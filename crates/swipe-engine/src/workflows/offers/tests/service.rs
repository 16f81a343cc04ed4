use super::common::*;
use crate::workflows::offers::domain::{AdDraft, AdEdit, AdId, AiReanalysis, OfferCard, ScaleScore, NOT_DETECTED};
use crate::workflows::offers::repository::{AdRepository, RepositoryError};
use crate::workflows::offers::{OfferResearchService, OfferServiceError};
use std::sync::Arc;

#[test]
fn import_detects_fields_and_scores_against_corpus() {
    let service = memory_service(vec![]);
    service
        .import_ad(draft("Seca Turbo", VALIDATED_COPY))
        .expect("first import");

    let weak = service
        .import_ad(draft("Seca Turbo", WEAK_COPY))
        .expect("second import");

    assert_eq!(
        weak.detected.detected_promise,
        "Perca 10kg em 21 dias com o Método Seca Turbo"
    );
    assert_eq!(weak.detected.detected_cta, NOT_DETECTED);
    assert!(weak.overall_score > weak.offer_score);
    assert_eq!(weak.compliance_alerts, vec!["Health claim"]);
    assert_eq!(service.list().expect("list").len(), 2);
}

#[test]
fn import_generates_unique_ids() {
    let service = memory_service(vec![]);
    let first = service.import_ad(draft("A", WEAK_COPY)).expect("import");
    let second = service.import_ad(draft("B", WEAK_COPY)).expect("import");
    assert_ne!(first.id, second.id);
    assert!(!first.id.as_str().is_empty());
}

#[test]
fn import_with_existing_id_conflicts() {
    let service = memory_service(vec![ad("a", WEAK_COPY)]);
    let mut duplicate = draft("A", UNRELATED_COPY);
    duplicate.id = Some(AdId::from("a"));

    assert!(matches!(
        service.import_ad(duplicate),
        Err(OfferServiceError::Repository(RepositoryError::Conflict(_)))
    ));
}

#[test]
fn single_import_rescores_existing_ads() {
    let service = memory_service(vec![]);
    let weak = service.import_ad(draft("Seca Turbo", WEAK_COPY)).expect("import weak");
    assert_eq!(weak.overall_score, 48);

    let validated = service
        .import_ad(draft("Outra", VALIDATED_COPY))
        .expect("import validated");

    let stored_weak = service.get(&weak.id).expect("still stored");
    assert_eq!(stored_weak.offer_score, 48);
    assert_eq!(stored_weak.overall_score, 51);
    assert_eq!(service.get(&validated.id).expect("stored"), validated);

    let recalculated = service.recalculate_all().expect("recalculate");
    let recalculated_weak = recalculated
        .iter()
        .find(|ad| ad.id == weak.id)
        .expect("weak ad kept");
    assert_eq!(recalculated_weak.score_card(), stored_weak.score_card());
}

#[test]
fn batch_import_skips_duplicates_and_empty_rows() {
    let service = memory_service(vec![]);
    service
        .import_ad(draft("Nutri Max", WORKED_EXAMPLE))
        .expect("seed");

    let summary = service
        .import_batch(vec![
            draft("nutri max", &WORKED_EXAMPLE.to_uppercase()),
            draft("Seca Turbo", VALIDATED_COPY),
            draft("Seca Turbo", VALIDATED_COPY),
            AdDraft::default(),
        ])
        .expect("batch import");

    assert_eq!(summary.imported.len(), 1);
    assert_eq!(summary.skipped_duplicates, 2);
    assert_eq!(summary.skipped_empty, 1);
    assert_eq!(service.list().expect("list").len(), 2);
}

#[test]
fn batch_import_rescores_existing_ads() {
    let service = memory_service(vec![]);
    let weak = service.import_ad(draft("Seca Turbo", WEAK_COPY)).expect("import");
    assert_eq!(weak.overall_score, weak.offer_score);

    service
        .import_batch(vec![draft("Outra", VALIDATED_COPY)])
        .expect("batch import");

    let rescored = service.get(&weak.id).expect("still stored");
    assert!(rescored.overall_score > rescored.offer_score);
}

#[test]
fn editing_text_redetects_fields() {
    let service = memory_service(vec![]);
    let stored = service.import_ad(draft("Nutri Max", UNRELATED_COPY)).expect("import");
    assert_eq!(stored.compliance_alerts, Vec::<String>::new());

    let edited = service
        .edit_ad(
            &stored.id,
            AdEdit {
                main_text: Some(WORKED_EXAMPLE.to_string()),
                ..AdEdit::default()
            },
        )
        .expect("edit");

    assert_eq!(edited.detected.detected_promise, "Perca 10kg em 21 dias");
    assert_eq!(
        edited.compliance_alerts,
        vec!["Health claim", "Guaranteed results"]
    );
    assert_eq!(edited.risk_score, 70);
}

#[test]
fn editing_missing_ad_is_not_found() {
    let service = memory_service(vec![]);
    assert!(matches!(
        service.edit_ad(&AdId::from("ghost"), AdEdit::default()),
        Err(OfferServiceError::Repository(RepositoryError::NotFound(_)))
    ));
}

#[test]
fn ai_analysis_merges_without_blanking_fields() {
    let mut seeded = ad("a", WEAK_COPY);
    seeded.mechanism = "Manual mechanism".to_string();
    let service = memory_service(vec![seeded]);

    let analysis = AiReanalysis {
        offer_card: OfferCard {
            promise: "Secar 10kg".to_string(),
            mechanism: "   ".to_string(),
            proof: vec!["5 mil alunas".to_string(), "".to_string(), "Estudo".to_string()],
            angle: vec!["Mulheres 30+".to_string(), "Pós-parto".to_string()],
            format: "Desafio de 21 dias".to_string(),
        },
        scale_score: ScaleScore { score_0_100: 142.7 },
    };

    let merged = service
        .apply_ai_analysis(&AdId::from("a"), &analysis)
        .expect("merge");

    assert_eq!(merged.promise_summary, "Secar 10kg");
    assert_eq!(merged.mechanism, "Manual mechanism");
    assert_eq!(merged.proof, "5 mil alunas; Estudo");
    assert_eq!(merged.inferred_audience, "Mulheres 30+, Pós-parto");
    assert_eq!(merged.offer, "Desafio de 21 dias");
    assert_eq!(merged.ai_scale_score, Some(100));
    assert_eq!(merged.display_score(), 100);
}

#[test]
fn toggling_reference_keeps_scores() {
    let service = memory_service(vec![]);
    let stored = service.import_ad(draft("Nutri Max", WORKED_EXAMPLE)).expect("import");

    let pinned = service.toggle_reference(&stored.id).expect("toggle on");
    assert!(pinned.saved_as_reference);
    assert_eq!(pinned.score_card(), stored.score_card());
    assert_eq!(service.references().expect("references").len(), 1);

    let unpinned = service.toggle_reference(&stored.id).expect("toggle off");
    assert!(!unpinned.saved_as_reference);
    assert!(service.references().expect("references").is_empty());
}

#[test]
fn delete_leaves_other_scores_until_recalculated() {
    let service = memory_service(vec![]);
    let strong = service.import_ad(draft("A", VALIDATED_COPY)).expect("import");
    let weak = service.import_ad(draft("B", WEAK_COPY)).expect("import");

    service.delete_ad(&strong.id).expect("delete");
    assert_eq!(service.get(&weak.id).expect("kept"), weak);

    let recalculated = service.recalculate_all().expect("recalculate");
    assert_eq!(recalculated.len(), 1);
    assert_eq!(recalculated[0].overall_score, recalculated[0].offer_score);
}

#[test]
fn recalculate_persists_and_is_stable() {
    let service = memory_service(vec![ad("a", VALIDATED_COPY), ad("b", WEAK_COPY)]);
    let first = service.recalculate_all().expect("recalculate");
    let second = service.recalculate_all().expect("recalculate again");
    assert_eq!(first, second);
    assert_eq!(service.list().expect("list"), first);
}

#[test]
fn explain_reports_corroborating_ads() {
    let service = memory_service(vec![ad("a", VALIDATED_COPY), ad("b", WEAK_COPY)]);
    let breakdown = service.explain(&AdId::from("b")).expect("explain");
    assert_eq!(breakdown.corroborating_ads, vec![AdId::from("a")]);
}

#[test]
fn detect_does_not_touch_the_corpus() {
    let service = memory_service(vec![]);
    let analysis = service.detect(WORKED_EXAMPLE);
    assert_eq!(analysis.detected.detected_cta, "Compre agora");
    assert_eq!(analysis.risk_score, 70);
    assert!(service.list().expect("list").is_empty());
}

#[test]
fn repository_failures_propagate() {
    let service = OfferResearchService::new(Arc::new(UnavailableRepository), engine());
    assert!(matches!(
        service.import_ad(draft("A", WEAK_COPY)),
        Err(OfferServiceError::Repository(RepositoryError::Unavailable(_)))
    ));
    assert!(service.list().is_err());
    assert!(service.repository().get_ads().is_err());
}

## What to produce
Gather each line in the entries above where the string "breakdown" is found.

## Exercise response
    let breakdown = service.explain(&AdId::from("b")).expect("explain");
    assert_eq!(breakdown.corroborating_ads, vec![AdId::from("a")]);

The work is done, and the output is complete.